Pharmacokinetics and biotransformation of orally administered oestrone sulphate and oestradiol valerate in post-menopausal women

Abstract

The pharmacokinetic properties and biotransformation of two orally active oestrogens, piperazine oestrone sulphate (PE 1S, 2.5 mg/day) and oestradiol valerate (E 2V, 2.0 mg/day), given alone or in combination with levonorgestrel (LNG, 250 μg/day) were compared in 8 post-menopausal women, using a randomized cross-over design. The end points measured in peripheral plasma included oestrone (E 1), oestradiol (E 2), oestriol (E 3), oestrone sulphate (E 1S), oestradiol sulphate (E 2S) and oestriol sulphate (E 3S). In addition, LNG and sex-hormone-binding globulin SHBG concentrations were also assessed. The plasma levels of E 3 were invariably below the detection limit (220 pmol/1). The levels of all the other oestrogens analyzed were consistently higher and the area under the curve significantly greater (except in the case of E 3S following PE 1S administration than those recorded after E 2V ingestion. The terminal half-lives of the circulating oestrogens measured after PE 1S administration did not differ from those found after E 2V administration. After 21 days of PE 1S administration (in combination with LNG for the the last 10 days), the maximum levels of all the oestrogens (except those of E 2) were significantly higher than those seen after the first dose. No such difference was observed after E 2V administration.
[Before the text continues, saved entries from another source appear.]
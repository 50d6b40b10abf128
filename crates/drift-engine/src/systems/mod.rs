pub mod drift;
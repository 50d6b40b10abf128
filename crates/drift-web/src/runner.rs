use drift_engine::{
    drift, Camera, Clock, ControlSignals, FieldConfig, FrameStats, InputEvent, InputQueue,
    ParticleField, Rng, Theme,
};

/// Wires the simulation loop: input queue, control signals, particle
/// field, clock, and camera.
///
/// Holds engine state only — no browser types — so the whole loop runs
/// under plain `cargo test`. `Backdrop` in lib.rs pairs a runner with
/// the WebGL surface.
pub struct BackdropRunner {
    config: FieldConfig,
    field: ParticleField,
    signals: ControlSignals,
    input: InputQueue,
    clock: Clock,
    camera: Camera,
    rng: Rng,
}

impl BackdropRunner {
    pub fn new(
        config: FieldConfig,
        theme: Theme,
        viewport_width: f32,
        viewport_height: f32,
        scroll_y: f32,
        seed: u64,
    ) -> Self {
        let mut rng = Rng::new(seed);
        let field = ParticleField::generate(&config, theme, &mut rng);
        Self {
            field,
            signals: ControlSignals::new(viewport_width, viewport_height, scroll_y),
            input: InputQueue::new(),
            clock: Clock::new(),
            camera: Camera::new(viewport_width, viewport_height),
            config,
            rng,
        }
    }

    /// Push an input event into the queue.
    pub fn push_input(&mut self, event: InputEvent) {
        self.input.push(event);
    }

    /// Run one frame: fold pending input into the control signals, then
    /// advance the field. `now_ms` is the host's frame timestamp.
    pub fn tick(&mut self, now_ms: f64) -> FrameStats {
        for event in self.input.iter() {
            if let InputEvent::Resize { width, height } = event {
                self.camera.resize(*width, *height);
                // Point size follows the viewport class; everything else
                // in the config stays fixed for the life of the field.
                self.config.particle_size = FieldConfig::particle_size_for(*width);
            }
            self.signals.apply(event, &self.config);
        }
        self.input.clear();

        let elapsed = self.clock.tick(now_ms);
        drift::step(&mut self.field, &mut self.signals, &self.config, elapsed);

        FrameStats {
            fps: self.clock.fps(),
            elapsed,
            particle_count: self.field.len() as u32,
        }
    }

    /// Rebuild the field with the new theme's palette. Colors are frozen
    /// at creation, so a theme change is a full reinitialization; the
    /// persistent RNG stream keeps rebuilds deterministic per seed.
    pub fn set_theme(&mut self, theme: Theme) {
        self.field = ParticleField::generate(&self.config, theme, &mut self.rng);
    }

    pub fn config(&self) -> &FieldConfig {
        &self.config
    }

    pub fn field(&self) -> &ParticleField {
        &self.field
    }

    pub fn camera(&self) -> &Camera {
        &self.camera
    }

    pub fn theme(&self) -> Theme {
        self.field.theme()
    }

    pub fn fps(&self) -> u32 {
        self.clock.fps()
    }
}

#[cfg(test)]
mod tests {
    use super::*;

    fn runner() -> BackdropRunner {
        let config = FieldConfig {
            particle_count: 50,
            ..FieldConfig::default()
        };
        BackdropRunner::new(config, Theme::Dark, 1920.0, 1080.0, 0.0, 42)
    }

    #[test]
    fn tick_reports_stats() {
        let mut r = runner();
        let stats = r.tick(0.0);
        assert_eq!(stats.particle_count, 50);
        assert_eq!(stats.elapsed, 0.0);
        let stats = r.tick(2000.0);
        assert!((stats.elapsed - 2.0).abs() < 1e-6);
    }

    #[test]
    fn pointer_input_tilts_the_field() {
        let mut r = runner();
        r.push_input(InputEvent::PointerMove { x: 1920.0, y: 0.0 });
        for frame in 0..50 {
            r.tick(frame as f64 * 16.0);
        }
        let rotation = r.field().rotation();
        assert!(rotation.z > 0.0, "roll should follow pointer: {:?}", rotation);
        assert!(rotation.x < 0.0, "pitch should follow pointer: {:?}", rotation);
    }

    #[test]
    fn resize_updates_camera_and_point_size() {
        let mut r = runner();
        assert_eq!(r.config().particle_size, 0.035);
        r.push_input(InputEvent::Resize {
            width: 390.0,
            height: 844.0,
        });
        r.tick(0.0);
        assert_eq!(r.config().particle_size, 0.05);
        assert!((r.camera().aspect - 390.0 / 844.0).abs() < 1e-6);
        // Resize never reallocates particles
        assert_eq!(r.field().len(), 50);
    }

    #[test]
    fn theme_switch_rebuilds_palette() {
        let mut r = runner();
        let dark_colors = r.field().colors().to_vec();
        r.set_theme(Theme::Light);
        assert_eq!(r.theme(), Theme::Light);
        assert_eq!(r.field().len(), 50);
        assert_ne!(r.field().colors(), &dark_colors[..]);
    }

    #[test]
    fn same_seed_and_inputs_are_deterministic() {
        let mut a = runner();
        let mut b = runner();
        for frame in 0..100 {
            let now = frame as f64 * 16.0;
            if frame == 10 {
                a.push_input(InputEvent::Scroll { y: 300.0 });
                b.push_input(InputEvent::Scroll { y: 300.0 });
            }
            a.tick(now);
            b.tick(now);
        }
        assert_eq!(a.field().positions(), b.field().positions());
    }
}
There was no difference between the effects of the two treatment regimens with regard to the E 1/ E 2 ratios, but the E 1/E 1S ratios were significantly lower after PE 1S treatment than after E 2V administration. It is concluded that, compared with an equivalent dose of PE 1S, daily repeated oral administration of E 2V yields consistently lower peripheral plasma levels of E 2 and its principal metabolites. However, in contrast to PE 1S therapy, prolonged administration of E 2V does not result in an accumulation of the circulating oestrogens measured.